Jack Benny was beloved by his fans, but the person who knew him best was, of course, family. His daughter, Joan, opened up about the comedian earlier this week.
On Sunday, Joan Benny spoke candidly about late comedian and her adopted dad, Jack Benny, who put smiles on the face of Americans but none as wide as that of his daughter.
Jack and his wife, Mary Livingstone, adopted Joan when she was about two weeks old. In their shared biography, "Sunday Nights at Seven: The Jack Benny Story," the comedian wrote of the life-changing incident.
FUNNY STORY OF ADOPTION
It was Livingstone who chose the young girl whom Jack described as "long and skinny and wrinkled all over." When Joan was seven or eight, he told her how he loved her within the first two days she was home.
Sometime after Jack told Joan this story, the young girl told her father she loves him out of the blue. When Jack said he loves her more, the clever girl pointed out that she loves him more because she's loved him her whole life, and he loved her from the second day.
In an interview with Closer Weekly, Joan noted that her father didn't allow fame to change him as a person, which might have been why everyone — fans and colleagues alike — admired and praised his character.
JACK WAS A GENUINELY NICE GUY
"He was truly a nice man," said the 86-year-old, adding that it's "apparently rather unusual for comedians" to be that way. She referenced Abby Lane as the person who pointed out the unique characteristic.

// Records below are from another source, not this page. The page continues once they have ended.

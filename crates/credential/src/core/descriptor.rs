//! Credential descriptors as stored on a directory principal

use std::fmt;
use std::str::FromStr;

use chrono::{DateTime, Utc};
use serde::{Deserialize, Serialize};
use subtle::ConstantTimeEq;
use uuid::Uuid;
use zeroize::Zeroizing;

use crate::core::IdentifierError;

/// Identifier of one credential within a principal.
///
/// Directory key IDs are UUIDs and are compared on their value, so textual
/// case never matters.
#[derive(Debug, Clone, Copy, PartialEq, Eq, Hash, PartialOrd, Ord, Serialize, Deserialize)]
#[serde(transparent)]
pub struct KeyId(Uuid);

impl KeyId {
    /// Wrap an existing UUID.
    pub const fn from_uuid(id: Uuid) -> Self {
        Self(id)
    }

    /// Generate a fresh client-assigned key ID.
    pub fn generate() -> Self {
        Self(Uuid::new_v4())
    }

    /// Underlying UUID
    pub const fn as_uuid(&self) -> &Uuid {
        &self.0
    }
}

impl fmt::Display for KeyId {
    fn fmt(&self, f: &mut fmt::Formatter<'_>) -> fmt::Result {
        write!(f, "{}", self.0.hyphenated())
    }
}

impl FromStr for KeyId {
    type Err = IdentifierError;

    fn from_str(s: &str) -> Result<Self, Self::Err> {
        Uuid::parse_str(s)
            .map(Self)
            .map_err(|e| IdentifierError::new(s, format!("key ID is not a UUID: {e}")))
    }
}

impl From<Uuid> for KeyId {
    fn from(id: Uuid) -> Self {
        Self(id)
    }
}

/// Type of a credential as the directory reports it.
#[derive(Debug, Clone, Copy, Default, PartialEq, Eq, Hash, Serialize, Deserialize)]
pub enum KeyCredentialType {
    /// X.509 certificate, public key only
    #[default]
    AsymmetricX509Cert,
    /// X.509 certificate with private key and password
    X509CertAndPassword,
    /// Symmetric key
    Symmetric,
    /// Password (client secret)
    Password,
}

impl KeyCredentialType {
    /// Collection on the principal this type lives in.
    pub const fn kind(&self) -> CredentialKind {
        match self {
            Self::AsymmetricX509Cert | Self::X509CertAndPassword | Self::Symmetric => {
                CredentialKind::Certificate
            }
            Self::Password => CredentialKind::Password,
        }
    }

    /// Wire name of the type.
    pub const fn as_str(&self) -> &'static str {
        match self {
            Self::AsymmetricX509Cert => "AsymmetricX509Cert",
            Self::X509CertAndPassword => "X509CertAndPassword",
            Self::Symmetric => "Symmetric",
            Self::Password => "Password",
        }
    }
}

impl fmt::Display for KeyCredentialType {
    fn fmt(&self, f: &mut fmt::Formatter<'_>) -> fmt::Result {
        f.write_str(self.as_str())
    }
}

impl FromStr for KeyCredentialType {
    type Err = String;

    fn from_str(s: &str) -> Result<Self, Self::Err> {
        match s {
            "AsymmetricX509Cert" => Ok(Self::AsymmetricX509Cert),
            "X509CertAndPassword" => Ok(Self::X509CertAndPassword),
            "Symmetric" => Ok(Self::Symmetric),
            "Password" => Ok(Self::Password),
            other => Err(format!(
                "unknown credential type `{other}`, expected one of \
                 AsymmetricX509Cert, X509CertAndPassword, Symmetric, Password"
            )),
        }
    }
}

/// Credential collection on a principal: key credentials or password credentials.
#[derive(Debug, Clone, Copy, PartialEq, Eq, Hash, Serialize, Deserialize)]
#[serde(rename_all = "lowercase")]
pub enum CredentialKind {
    /// Certificates and symmetric keys
    Certificate,
    /// Client secrets
    Password,
}

impl CredentialKind {
    /// Segment used in resource identifiers.
    pub const fn as_str(&self) -> &'static str {
        match self {
            Self::Certificate => "certificate",
            Self::Password => "password",
        }
    }
}

impl fmt::Display for CredentialKind {
    fn fmt(&self, f: &mut fmt::Formatter<'_>) -> fmt::Result {
        f.write_str(self.as_str())
    }
}

impl FromStr for CredentialKind {
    type Err = IdentifierError;

    fn from_str(s: &str) -> Result<Self, Self::Err> {
        match s {
            "certificate" => Ok(Self::Certificate),
            "password" => Ok(Self::Password),
            other => Err(IdentifierError::new(
                other,
                "credential kind must be `certificate` or `password`",
            )),
        }
    }
}

/// Raw credential material. Zeroed on drop, redacted in `Debug`.
#[derive(Clone)]
pub struct SecretValue(Zeroizing<Vec<u8>>);

impl SecretValue {
    /// Take ownership of raw bytes.
    pub fn new(bytes: Vec<u8>) -> Self {
        Self(Zeroizing::new(bytes))
    }

    /// Borrow the raw bytes.
    pub fn expose(&self) -> &[u8] {
        &self.0
    }

    /// Length in bytes
    pub fn len(&self) -> usize {
        self.0.len()
    }

    /// Whether the value is empty
    pub fn is_empty(&self) -> bool {
        self.0.is_empty()
    }
}

impl fmt::Debug for SecretValue {
    fn fmt(&self, f: &mut fmt::Formatter<'_>) -> fmt::Result {
        write!(f, "SecretValue([REDACTED; {} bytes])", self.0.len())
    }
}

impl PartialEq for SecretValue {
    fn eq(&self, other: &Self) -> bool {
        self.0.as_slice().ct_eq(other.0.as_slice()).into()
    }
}

impl Eq for SecretValue {}

/// One credential on a principal.
///
/// `raw_value` is write-only: it is sent to the directory when the
/// credential is added and never comes back, so descriptors read from a
/// directory always carry `None`.
#[derive(Debug, Clone, PartialEq, Eq, Serialize, Deserialize)]
pub struct CredentialDescriptor {
    /// Unique within the principal
    pub key_id: KeyId,

    /// Credential type
    pub credential_type: KeyCredentialType,

    /// Friendly label
    #[serde(default, skip_serializing_if = "Option::is_none")]
    pub display_name: Option<String>,

    /// Start of validity
    #[serde(default, skip_serializing_if = "Option::is_none")]
    pub start_time: Option<DateTime<Utc>>,

    /// End of validity
    #[serde(default, skip_serializing_if = "Option::is_none")]
    pub end_time: Option<DateTime<Utc>>,

    /// Credential material, write-only
    #[serde(skip)]
    pub raw_value: Option<SecretValue>,
}

impl CredentialDescriptor {
    /// Create a descriptor valid from now, with no end time and no value.
    pub fn new(key_id: KeyId, credential_type: KeyCredentialType) -> Self {
        Self {
            key_id,
            credential_type,
            display_name: None,
            start_time: Some(Utc::now()),
            end_time: None,
            raw_value: None,
        }
    }

    /// Set the start of validity.
    pub fn with_start_time(mut self, start: DateTime<Utc>) -> Self {
        self.start_time = Some(start);
        self
    }

    /// Set the end of validity.
    pub fn with_end_time(mut self, end: DateTime<Utc>) -> Self {
        self.end_time = Some(end);
        self
    }

    /// Attach credential material.
    pub fn with_value(mut self, value: SecretValue) -> Self {
        self.raw_value = Some(value);
        self
    }

    /// Set a friendly label.
    pub fn with_display_name(mut self, name: impl Into<String>) -> Self {
        self.display_name = Some(name.into());
        self
    }

    /// Collection this descriptor belongs to.
    pub const fn kind(&self) -> CredentialKind {
        self.credential_type.kind()
    }

    /// Copy without the credential material, as a directory would return it.
    pub fn redacted(&self) -> Self {
        Self {
            raw_value: None,
            ..self.clone()
        }
    }
}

"He said in an interview that he had all the foibles that normal people have, and they identified with him," Joan explained. Her father knew how to relate to others because he was just like them.
HE LOVED HIS FAME DEEPLY
Not only that, but Jack had a deep liking for his celebrity status. He lived to entertain his fans and never got tired of it "He loved signing autographs. He loved being famous," Joan noted.
So much so, that when Jack once visited a Caribbean island where no one asked for his autograph and the population didn't know him, he got on a plane and returned home the next day.
A TRUE FRIEND IN GEORGE
Jack's fans loved him for his genuineness. Behind the scenes, he was also lucky to have had real friends. One of his closest colleagues was fellow comedian George Burns.
Joan said that the two men were "joined at the hip" and shared a deep adoration between them. Their friendship began before Burns changed his name from Nathan Birnbaum. The Benny's called him "Natty."
Burns passed away at the age of 100 in 1996, over two decades after his friend was long gone. Jack was 80 years old when he died in 1974 from pancreatic cancer.
A LOVE STORY AND A LEGACY
He left behind a legacy both on radio, television, and in film. His movies included 1929's "Hollywood Revue," "Artists and Models," "The Meanest Man in the World," and "Buck Benny Rides Again."
He and Livingstone boasted a 47-year marriage before his death. Jack was actually dating Livingstone's older sister when they met, and she was much too young at the time.
When they became a couple later in life, Livingstone starred on NBC's "Jack Benny Show" for over two decades. After his death, Jack arranged for a rose to be sent to his wife every day for the rest of her life.